The figure is distinguished by the fine detail of its elegant elongated form. It embodies concepts of beauty, memory, power, and authority in Luba culture, where women served important roles as spirit mediums, emissaries, and advisors to Luba kings and chiefs through the twentieth century (Petridis 2008, 45, and Roberts 2013, 68). Thin arms loop toward the chest with hands placed on the breasts in a gesture expressing a belief that only a woman’s body is strong enough to contain powerful spirits (such as the spirit of a chief or king) and “precepts of royalty” (Roberts and Roberts in Embodiments, 2015, 217).
—Mutombo Nkulu-N'Sengha, PhDThis figure, which expresses Luba ideals of beauty, also presents the female body as a locus for Luba memory, ‘the body as a book.’
Luba artist, Figure, 19th century, Democratic Republic of Congo. Wood, metal, and fiber, 10 1/4 x 2 x 1 7/8 in. (26 x 5.1 x 4.8 cm). Fine Arts Museums of San Francisco, Gift of Richard Scheller, 2019.1
Indeed, in a culture where breastfeeding in public is not seen as scandalous as it is at times in the West, breasts are not primarily viewed as erotic. The woman holds her breasts to stress her indispensable nurturing power as “alma mater,” the nourishing and bountiful mother, the educator in the mysteries of life and power. It is the woman who has a special connection with the ancestral spirits and the source of life. It is her that brings into the world kings and emperors, nourishes them, teaches them how to walk, talk or behave, and remain, in the exercise of power, their confident advisor. As the Baluba (plural for the people of Luba culture) have it: “kitako kya bulohwe I bana bakaji” (the foundation of kingship is in the hands of women). Beauty remains inseparable from the content of character.

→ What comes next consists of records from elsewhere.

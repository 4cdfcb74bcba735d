// Copyright 2024 Kevin Ludwig
//
// Licensed under the Apache License, Version 2.0 (the "License");
// you may not use this file except in compliance with the License.
// You may obtain a copy of the License at
//
//     http://www.apache.org/licenses/LICENSE-2.0
//
// Unless required by applicable law or agreed to in writing, software
// distributed under the License is distributed on an "AS IS" BASIS,
// WITHOUT WARRANTIES OR CONDITIONS OF ANY KIND, either express or implied.
// See the License for the specific language governing permissions and
// limitations under the License.

mod crypt;
mod file;
mod format;
mod header;
mod node;

use std::sync::Mutex;

use log::error;
use pika_ds::FlashStorage;
use pika_err::IoError;
use pika_fs::{Error, FileInfo, FileSystem, FsError, FsInfo, Result};

use crate::{
    crypt::RecordCipher,
    file::{display_name, File},
    format::{name_bytes, FileHeader, GRAIN, RECORD_HEADER_LEN, SECTOR_COUNT_MASK},
    node::NodeTree,
};

#[derive(Debug, Clone, Copy)]
pub struct MountParams {
    /// Byte offset of the region inside the device, sector-aligned.
    pub region_offset: u32,
    pub region_size: u32,
    /// Erase unit of the device; a multiple of the 32-byte header grain.
    pub sector_size: u32,
    /// Key for files allocated with encryption; opaque to the rest of the
    /// file system.
    pub encrypt_key: Option<[u8; 16]>,
}

/// Wear-leveled record file system for raw NOR flash. Stores fixed-size
/// time-series records in preallocated circular files and keeps the newest
/// records across power cuts.
///
/// Every operation is serialized under one lock and brackets its flash
/// traffic in a single power-on window.
pub struct FileSystemServer<DS: FlashStorage> {
    pub(crate) storage: DS,
    pub(crate) offset: u32,
    pub(crate) size: u32,
    pub(crate) sector_size: u32,
    pub(crate) cipher: Option<RecordCipher>,
    state: Mutex<Inner>,
}

pub(crate) struct Inner {
    /// Live header region, 0 or 1.
    pub live: u32,
    pub filecnt: u32,
    /// Next file generation number; seeded past every on-flash generation
    /// at mount so rewrites never reuse one.
    pub next_uid: u32,
    pub nodes: NodeTree,
}

struct PowerGuard<'ds, DS: FlashStorage> {
    storage: &'ds DS,
}

impl<DS: FlashStorage> Drop for PowerGuard<'_, DS> {
    fn drop(&mut self) {
        self.storage.power(false);
    }
}

impl<DS: FlashStorage> FileSystemServer<DS> {
    pub fn new(storage: DS, params: MountParams) -> Result<Self> {
        if params.sector_size < 2 * GRAIN || params.sector_size % GRAIN != 0 {
            error!(
                "Sector size ({}) shall be a multiple of the {GRAIN} byte grain",
                params.sector_size
            );
            return Err(FsError::Invalid.into());
        }
        if params.region_offset % params.sector_size != 0 {
            error!("Region offset ({}) shall be sector-aligned", params.region_offset);
            return Err(FsError::Invalid.into());
        }
        if params.region_size < 3 * params.sector_size {
            error!(
                "Region size ({}) shall hold two header sectors and data",
                params.region_size
            );
            return Err(FsError::Invalid.into());
        }

        let server = Self {
            storage,
            offset: params.region_offset,
            size: params.region_size,
            sector_size: params.sector_size,
            cipher: params.encrypt_key.map(RecordCipher::new),
            state: Mutex::new(Inner {
                live: 0,
                filecnt: 0,
                next_uid: 0,
                nodes: NodeTree::new(),
            }),
        };
        {
            let mut state = server.state.lock().unwrap();
            let _power = server.power_on();
            server.check_fs(&mut state)?;
            let next_uid = server.seed_uid(&state)?;
            state.next_uid = next_uid;
        }
        Ok(server)
    }

    fn seed_uid(&self, state: &Inner) -> Result<u32> {
        let mut next = 0;
        for index in 0..state.filecnt {
            let grain = self.read_file_grain(state.live, index)?;
            next = next.max(grain.uid.get() + 1);
        }
        Ok(next)
    }

    fn power_on(&self) -> PowerGuard<'_, DS> {
        self.storage.power(true);
        PowerGuard {
            storage: &self.storage,
        }
    }

    pub(crate) fn read_at(&self, offset: u32, buffer: &mut [u8]) -> Result<()> {
        let done = self
            .storage
            .read(self.offset as u64 + offset as u64, buffer)?;
        if done != buffer.len() {
            return Err(IoError::Incomplete.into());
        }
        Ok(())
    }

    pub(crate) fn write_at(&self, offset: u32, buffer: &[u8]) -> Result<()> {
        let done = self
            .storage
            .write(self.offset as u64 + offset as u64, buffer)?;
        if done != buffer.len() {
            return Err(IoError::Incomplete.into());
        }
        Ok(())
    }

    pub(crate) fn erase_at(&self, offset: u32) -> Result<()> {
        self.storage
            .erase_sector(self.offset as u64 + offset as u64)?;
        Ok(())
    }

    /// Sectors a file of this geometry needs: its records rounded up to
    /// whole sectors, plus one so the ring always has room to rotate.
    fn sectors_needed(&self, file_size: u32, record_size: u32) -> u32 {
        let records = (file_size / record_size) as u64;
        let bytes = records * (record_size as u64 + RECORD_HEADER_LEN as u64);
        bytes.div_ceil(self.sector_size as u64) as u32 + 1
    }

    /// Creates a file over `sectors` preallocated sectors placed right
    /// after the last file, erases them, and commits the new file header.
    pub fn allocate(
        &self,
        name: &str,
        sectors: u32,
        file_size: u32,
        record_size: u32,
        encrypted: bool,
    ) -> Result<()> {
        let Some(name) = name_bytes(name) else {
            error!("File name shall be 1 to 8 bytes with no '/'");
            return Err(FsError::Invalid.into());
        };
        if record_size == 0 || record_size > file_size {
            error!("Record size ({record_size}) shall be within [1, {file_size}]");
            return Err(FsError::Invalid.into());
        }
        if sectors < 2 || sectors > SECTOR_COUNT_MASK {
            error!("Sector count ({sectors}) shall be within [2, {SECTOR_COUNT_MASK}]");
            return Err(FsError::Invalid.into());
        }
        if self.sectors_needed(file_size, record_size) > sectors {
            error!("{sectors} sectors cannot hold {file_size} bytes of records");
            return Err(FsError::Invalid.into());
        }
        if encrypted && self.cipher.is_none() {
            error!("No key mounted for an encrypted file");
            return Err(FsError::Invalid.into());
        }

        let mut state = self.state.lock().unwrap();
        let state = &mut *state;
        let _power = self.power_on();

        if self.find_file_grain(state, &name)?.is_some() {
            return Err(FsError::AlreadyExists.into());
        }
        if state.filecnt >= self.max_file_count() {
            return Err(FsError::NoSpace.into());
        }

        let sector = if state.filecnt > 0 {
            let last = self.read_file_grain(state.live, state.filecnt - 1)?;
            last.sector.get() + last.sector_count()
        } else {
            2 * self.header_size() / self.sector_size
        };
        if (sector + sectors) as u64 * self.sector_size as u64 > self.size as u64 {
            return Err(FsError::NoSpace.into());
        }

        for index in 0..sectors {
            self.erase_at((sector + index) * self.sector_size)?;
        }

        let grain = FileHeader::new(
            name,
            sector,
            sectors,
            file_size,
            record_size,
            state.next_uid,
            encrypted,
        );
        state.next_uid += 1;
        self.commit_update(state, None, Some(&grain))
    }

    /// Changes a file's geometry within its preallocated sectors. The
    /// content is lost: the data sectors are erased and the file starts a
    /// new generation.
    pub fn resize(&self, id: u32, file_size: u32, record_size: u32) -> Result<()> {
        if record_size == 0 || record_size > file_size {
            error!("Record size ({record_size}) shall be within [1, {file_size}]");
            return Err(FsError::Invalid.into());
        }

        let mut state = self.state.lock().unwrap();
        let state = &mut *state;
        let name = match state.nodes.file(id) {
            Some(file) => file.header.name,
            None => return Err(FsError::NotFound.into()),
        };
        let _power = self.power_on();

        let Some((index, current)) = self.find_file_grain(state, &name)? else {
            return Err(FsError::NotFound.into());
        };
        if self.sectors_needed(file_size, record_size) > current.sector_count() {
            error!(
                "File {} cannot grow past its {} preallocated sectors",
                display_name(&name),
                current.sector_count()
            );
            return Err(FsError::Invalid.into());
        }

        for at in 0..current.sector_count() {
            self.erase_at((current.sector.get() + at) * self.sector_size)?;
        }

        let grain = FileHeader::new(
            name,
            current.sector.get(),
            current.sector_count(),
            file_size,
            record_size,
            state.next_uid,
            current.encrypted(),
        );
        state.next_uid += 1;
        self.commit_update(state, Some((index, &grain)), None)?;

        if let Some(file) = state.nodes.file_mut(id) {
            file.header = grain;
            self.scan_file(file)?;
        }
        Ok(())
    }

    pub fn info(&self, id: u32) -> Result<FileInfo> {
        let state = self.state.lock().unwrap();
        let file = state.nodes.file(id).ok_or(FsError::NotFound)?;
        Ok(FileInfo {
            sectors: file.header.sector_count(),
            file_size: file.header.file_size.get(),
            record_size: file.header.record_size.get(),
            record_count: file.recordcnt,
        })
    }

    pub fn fs_info(&self) -> FsInfo {
        let state = self.state.lock().unwrap();
        FsInfo {
            size: self.size,
            sector_size: self.sector_size,
            file_limit: self.max_file_count(),
            file_count: state.filecnt,
        }
    }

    /// Erases the whole region and reformats it empty. Refused while any
    /// descriptor is still open.
    pub fn chip_erase(&self) -> Result<()> {
        let mut state = self.state.lock().unwrap();
        let state = &mut *state;
        if state.nodes.any_open() {
            error!("Chip erase refused, descriptors are still open");
            return Err(FsError::Busy.into());
        }
        let _power = self.power_on();
        for sector in 0..self.size / self.sector_size {
            self.erase_at(sector * self.sector_size)?;
        }
        state.nodes.clear_files();
        state.next_uid = 0;
        self.check_fs(state)
    }

    /// Binds a sub-mount name, handing out an id from the upper half of the
    /// id space. Host-OS integration hook; no flash is touched.
    pub fn bind_mount(&self, name: &str) -> Result<u32> {
        if name.is_empty() {
            return Err(FsError::Invalid.into());
        }
        let mut state = self.state.lock().unwrap();
        if state.nodes.find_mount(name).is_some() {
            return Err(FsError::AlreadyExists.into());
        }
        let id = state.nodes.insert_mount(name).ok_or(FsError::NoSpace)?;
        Ok(id)
    }

    pub fn mount_id(&self, name: &str) -> Result<u32> {
        let state = self.state.lock().unwrap();
        let id = state.nodes.find_mount(name).ok_or(FsError::NotFound)?;
        Ok(id)
    }
}

impl<DS: FlashStorage> FileSystem for FileSystemServer<DS> {
    /// Resolves a name to a descriptor id, scanning the file's record ring
    /// on first contact and caching the result.
    fn lookup(&self, name: &str) -> Result<u32> {
        let Some(name) = name_bytes(name) else {
            error!("File name shall be 1 to 8 bytes with no '/'");
            return Err(FsError::Invalid.into());
        };
        let mut state = self.state.lock().unwrap();
        let state = &mut *state;
        if let Some(id) = state.nodes.find_file(&name) {
            return Ok(id);
        }

        let _power = self.power_on();
        let Some((_, header)) = self.find_file_grain(state, &name)? else {
            return Err(FsError::NotFound.into());
        };
        if !header.is_valid() {
            error!("File table entry for {} is inconsistent", display_name(&name));
            return Err(FsError::CorruptHeader.into());
        }
        let mut file = File::new(header);
        self.scan_file(&mut file)?;
        let id = state.nodes.insert_file(file).ok_or(FsError::NoSpace)?;
        Ok(id)
    }

    fn open(&self, id: u32) -> Result<()> {
        let mut state = self.state.lock().unwrap();
        if state.nodes.acquire(id) {
            Ok(())
        } else {
            Err(FsError::NotFound.into())
        }
    }

    fn close(&self, id: u32) -> Result<()> {
        let mut state = self.state.lock().unwrap();
        match state.nodes.refs(id) {
            None => Err(FsError::NotFound.into()),
            Some(0) => Err(FsError::Invalid.into()),
            Some(_) => {
                state.nodes.release(id);
                Ok(())
            }
        }
    }

    /// Byte-stream read across record boundaries: `offset` picks the
    /// logical record and the position inside it, then successive records
    /// are concatenated until the buffer is full or a record is missing.
    fn read(&self, id: u32, offset: u64, buffer: &mut [u8]) -> Result<usize> {
        let state = self.state.lock().unwrap();
        let file = state.nodes.file(id).ok_or(FsError::NotFound)?;
        if file.header.encrypted() && self.cipher.is_none() {
            error!(
                "File {} is encrypted but no key is mounted",
                display_name(&file.header.name)
            );
            return Err(FsError::Invalid.into());
        }

        let record_size = file.header.record_size.get() as u64;
        let mut index = (offset / record_size) as u32;
        let mut skip = (offset % record_size) as u32;

        let _power = self.power_on();
        let mut done = 0;
        while done < buffer.len() {
            match self.read_record(file, index, skip, &mut buffer[done..]) {
                Ok(read) => {
                    done += read;
                    skip = 0;
                    index += 1;
                }
                // A missing or corrupt record ends the stream; reporting it
                // is only meaningful when nothing was read at all.
                Err(Error::Fs(FsError::NotFound | FsError::CorruptRecord)) if done > 0 => break,
                Err(err) => return Err(err),
            }
        }
        Ok(done)
    }

    /// Appends one record per call; input beyond the record size is
    /// truncated, shorter input leaves the tail of the record erased.
    fn write(&self, id: u32, buffer: &[u8]) -> Result<usize> {
        let mut state = self.state.lock().unwrap();
        let file = state.nodes.file_mut(id).ok_or(FsError::NotFound)?;
        if file.header.encrypted() && self.cipher.is_none() {
            error!(
                "File {} is encrypted but no key is mounted",
                display_name(&file.header.name)
            );
            return Err(FsError::Invalid.into());
        }
        let _power = self.power_on();
        self.write_record(file, buffer)
    }
}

Luba artist, Figure, 19th century, Democratic Republic of Congo. Wood, metal, and fiber, 10 1/4 x 2 x 1 7/8 in. (26 x 5.1 x 4.8 cm). Fine Arts Museums of San Francisco, Gift of Richard Scheller, 2019.1
In a world devoid of hermetic walls between the village of the living and the village of the ancestors, art is at once naturalistic and figurative. Intended to encapsulate the spirit of the ancestors and the principle of kingship, the sculpture expresses life-force through attractive aesthetics that convey the joy of life. The facial features of the figure are delicately rendered. A large coiffure adorned with copper-alloy beads extends down the neck, and a string of copper-alloy beads accentuates the hips, the fundamental locus of femininity, sensuality and love-making. When the figure was created, copper was scarce and highly valued (Herbert 1973, 179). The elongated torso brings our attention to a scarification pattern of keloids (or raised scars) that surrounds and emphasizes the umbilical hernia, the point of maternal contact. With scarification (ntaho), Luba art introduces us into the world of “tactile aesthetics” which heightens sensuality and enhances the desire and power of procreation. Beads and scarification are also mnemonic devices. For example, each bead is a morpheme—a unit of form and meaning purposefully placed or arranged. Luba scarification patterns are named and have specific meanings; a woman decides what patterns she will wear and how she will be seen by others.
These attachments and inscribed elements allow a knowing viewer or handler of the figure to “read” the sculpture. Women are acknowledged as the primary keepers of the history and memories of Luba peoples. This figure, which expresses Luba ideals of beauty, also presents the female body as a locus for Luba memory, “the body as a book.”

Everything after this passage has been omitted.